//! 题库页面的选择器和文本标记

/// 章节列表页中的题目链接
pub const QUESTION_LINK: &str = "a[href*='/question/']";

/// 题目区域
pub const QUESTION_ROOT: &str = ".question-component";
/// 题目区域中的考试信息（年份、场次）
pub const HEADER: &str = ".font-semibold";
/// 题型标签
pub const BADGE: &str = ".px-1\\.5";
pub const QUESTION_BODY: &str = ".question";

pub const OPTIONS_ROOT: &str = ".options";
pub const OPTION: &str = "[role='button']";
pub const OPTION_LABEL: &str = "div:first-child";
/// 选项内标注正确答案的元素
pub const OPTION_MARKER: &str = "span";
pub const OPTION_MARKER_TEXT: &str = "Correct";

pub const REVEAL_BUTTON: &str = "button";
pub const REVEAL_BUTTON_TEXT: &str = "Check Answer";

pub const EXPLANATION_HEADING: &str = "h2";
pub const EXPLANATION_HEADING_TEXT: &str = "Explanation";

• [What is required]:
All records above must be set down exactly, please.

• [Completed exercise]:
//! 题库页面的选择器和文本标记

/// 章节列表页中的题目链接
pub const QUESTION_LINK: &str = "a[href*='/question/']";

/// 题目区域
pub const QUESTION_ROOT: &str = ".question-component";
/// 题目区域中的考试信息（年份、场次）
pub const HEADER: &str = ".font-semibold";
/// 题型标签
pub const BADGE: &str = ".px-1\\.5";
pub const QUESTION_BODY: &str = ".question";

pub const OPTIONS_ROOT: &str = ".options";
pub const OPTION: &str = "[role='button']";
pub const OPTION_LABEL: &str = "div:first-child";
/// 选项内标注正确答案的元素
pub const OPTION_MARKER: &str = "span";
pub const OPTION_MARKER_TEXT: &str = "Correct";

pub const REVEAL_BUTTON: &str = "button";
pub const REVEAL_BUTTON_TEXT: &str = "Check Answer";

pub const EXPLANATION_HEADING: &str = "h2";
pub const EXPLANATION_HEADING_TEXT: &str = "Explanation";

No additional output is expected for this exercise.